*What this task involves:* Copy out, word for word, the lines from the start of the data below through the line containing "aabb.take_point(pos * pt);", and no others.

*Data extracts:*
use crate::bounding_volume::{Aabb, BoundingVolume};
use crate::math::{Isometry, Point, Real, Vector};
use crate::shape::{Ball, Capsule, ConvexPolyhedron, Cuboid, TriMesh};

/// The smallest box containing every point of `pts`, each moved by `pos` first.
///
/// An empty iterator yields an invalid box.
pub fn transformed_points_aabb<'a>(
    pos: &Isometry<Real>,
    pts: impl IntoIterator<Item = &'a Point<Real>>,
) -> Aabb {
    pts.into_iter().fold(Aabb::new_invalid(), |mut aabb, pt| {
        aabb.take_point(pos * pt);
        aabb
    })
}

impl Ball {
    /// The world-space box of this ball centered at `pos`.
    #[inline]
    pub fn aabb(&self, pos: &Isometry<Real>) -> Aabb {
        let radius = Vector::repeat(self.radius);
        Aabb::from_half_extents(pos.translation.vector.into(), radius)
    }

    /// The box of this ball centered at the origin.
    #[inline]
    pub fn local_aabb(&self) -> Aabb {
        Aabb::from_half_extents(Point::origin(), Vector::repeat(self.radius))
    }
}

impl Cuboid {
    /// The world-space box of this cuboid placed at `pos`.
    #[inline]
    pub fn aabb(&self, pos: &Isometry<Real>) -> Aabb {
        self.local_aabb().transform_by(pos)
    }

    /// The box spanned by the half-extents.
    #[inline]
    pub fn local_aabb(&self) -> Aabb {
        Aabb::from_half_extents(Point::origin(), self.half_extents)
    }
}

impl Capsule {
    /// The world-space box of this capsule placed at `pos`.
    #[inline]
    pub fn aabb(&self, pos: &Isometry<Real>) -> Aabb {
        self.transform_by(pos).local_aabb()
    }

    /// The box of the segment, grown by the radius.
    #[inline]
    pub fn local_aabb(&self) -> Aabb {
        let Self { segment, radius } = self;
        let core = Aabb::new(segment.a.inf(&segment.b), segment.a.sup(&segment.b));
        core.loosened(*radius)
    }
}

impl ConvexPolyhedron {
    /// The world-space box of this polyhedron placed at `pos`, computed from its
    /// transformed vertices.
    #[inline]
    pub fn aabb(&self, pos: &Isometry<Real>) -> Aabb {
        transformed_points_aabb(pos, self.points())
    }

    /// The box of the vertices.
    #[inline]
    pub fn local_aabb(&self) -> Aabb {
        transformed_points_aabb(&Isometry::identity(), self.points())
    }
}

impl TriMesh {
    /// The world-space box of this mesh placed at `pos`.
    ///
    /// This bounds the rotated local box, so it may be larger than the box of the
    /// transformed vertices.
    #[inline]
    pub fn aabb(&self, pos: &Isometry<Real>) -> Aabb {
        self.local_aabb().transform_by(pos)
    }

    /// The root box of the triangle tree.
    #[inline]
    pub fn local_aabb(&self) -> Aabb {
        self.tree().root_aabb().unwrap_or_else(Aabb::new_invalid)
    }
}
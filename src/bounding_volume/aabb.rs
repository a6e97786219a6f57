//! Axis-aligned bounding boxes.

use crate::bounding_volume::BoundingVolume;
use crate::math::{Isometry, Point, Real, Vector};
use crate::utils::IsometryOps;

/// An axis-aligned box given by its two extreme corners.
///
/// Every node of the broadphase tree and of the per-mesh triangle trees stores one. A box is
/// well-formed when `mins <= maxs` on every axis; [`Aabb::new_invalid`] is the empty box that
/// any merge overrides.
#[cfg_attr(feature = "serde-serialize", derive(Serialize, Deserialize))]
#[derive(Debug, PartialEq, Copy, Clone)]
pub struct Aabb {
    /// The corner with the smallest coordinates.
    pub mins: Point<Real>,
    /// The corner with the largest coordinates.
    pub maxs: Point<Real>,
}

impl Aabb {
    /// Creates a box from its two extreme corners.
    #[inline]
    pub fn new(mins: Point<Real>, maxs: Point<Real>) -> Aabb {
        Aabb { mins, maxs }
    }

    /// The empty box: `mins` is `+Real::MAX` and `maxs` is `-Real::MAX` on every axis.
    #[inline]
    pub fn new_invalid() -> Self {
        Self::new(
            Point::from(Vector::repeat(Real::MAX)),
            Point::from(Vector::repeat(-Real::MAX)),
        )
    }

    /// The box of the given center and half-extents.
    #[inline]
    pub fn from_half_extents(center: Point<Real>, half_extents: Vector<Real>) -> Self {
        Self::new(center - half_extents, center + half_extents)
    }

    /// The center of this box.
    #[inline]
    pub fn center(&self) -> Point<Real> {
        na::center(&self.mins, &self.maxs)
    }

    /// Half the size of this box along each axis.
    #[inline]
    pub fn half_extents(&self) -> Vector<Real> {
        self.extents() * 0.5
    }

    /// The size of this box along each axis.
    #[inline]
    pub fn extents(&self) -> Vector<Real> {
        self.maxs - self.mins
    }

    /// The volume of this box. Used as the insertion cost of the AABB tree.
    #[inline]
    pub fn volume(&self) -> Real {
        self.extents().product()
    }

    /// Grows this box to include `pt`.
    pub fn take_point(&mut self, pt: Point<Real>) {
        self.mins = self.mins.inf(&pt);
        self.maxs = self.maxs.sup(&pt);
    }

    /// The world-space box enclosing this local box placed at `pos`.
    #[inline]
    pub fn transform_by(&self, pos: &Isometry<Real>) -> Self {
        let center = pos * self.center();
        let half_extents = pos.absolute_transform_vector(&self.half_extents());
        Self::from_half_extents(center, half_extents)
    }

    /// The eight corners of this box.
    ///
    /// The first four are the corners of the `z = mins.z` face, counter-clockwise around `+z`
    /// starting from `mins`. The last four are the same corners on the `z = maxs.z` face.
    #[inline]
    pub fn vertices(&self) -> [Point<Real>; 8] {
        let (lo, hi) = (self.mins, self.maxs);
        [
            Point::new(lo.x, lo.y, lo.z),
            Point::new(hi.x, lo.y, lo.z),
            Point::new(hi.x, hi.y, lo.z),
            Point::new(lo.x, hi.y, lo.z),
            Point::new(lo.x, lo.y, hi.z),
            Point::new(hi.x, lo.y, hi.z),
            Point::new(hi.x, hi.y, hi.z),
            Point::new(lo.x, hi.y, hi.z),
        ]
    }
}

impl BoundingVolume for Aabb {
    #[inline]
    fn intersects(&self, other: &Aabb) -> bool {
        na::partial_le(&self.mins, &other.maxs) && na::partial_le(&other.mins, &self.maxs)
    }

    #[inline]
    fn contains(&self, other: &Aabb) -> bool {
        na::partial_le(&self.mins, &other.mins) && na::partial_le(&other.maxs, &self.maxs)
    }

    #[inline]
    fn merged(&self, other: &Aabb) -> Aabb {
        Aabb::new(self.mins.inf(&other.mins), self.maxs.sup(&other.maxs))
    }

    #[inline]
    fn loosened(&self, margin: Real) -> Aabb {
        assert!(margin >= 0.0, "The loosening margin must be positive.");
        let margin = Vector::repeat(margin);
        Aabb::new(self.mins - margin, self.maxs + margin)
    }
}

*Exercise response:*
use crate::bounding_volume::{Aabb, BoundingVolume};
use crate::math::{Isometry, Point, Real, Vector};
use crate::shape::{Ball, Capsule, ConvexPolyhedron, Cuboid, TriMesh};

/// The smallest box containing every point of `pts`, each moved by `pos` first.
///
/// An empty iterator yields an invalid box.
pub fn transformed_points_aabb<'a>(
    pos: &Isometry<Real>,
    pts: impl IntoIterator<Item = &'a Point<Real>>,
) -> Aabb {
    pts.into_iter().fold(Aabb::new_invalid(), |mut aabb, pt| {
        aabb.take_point(pos * pt);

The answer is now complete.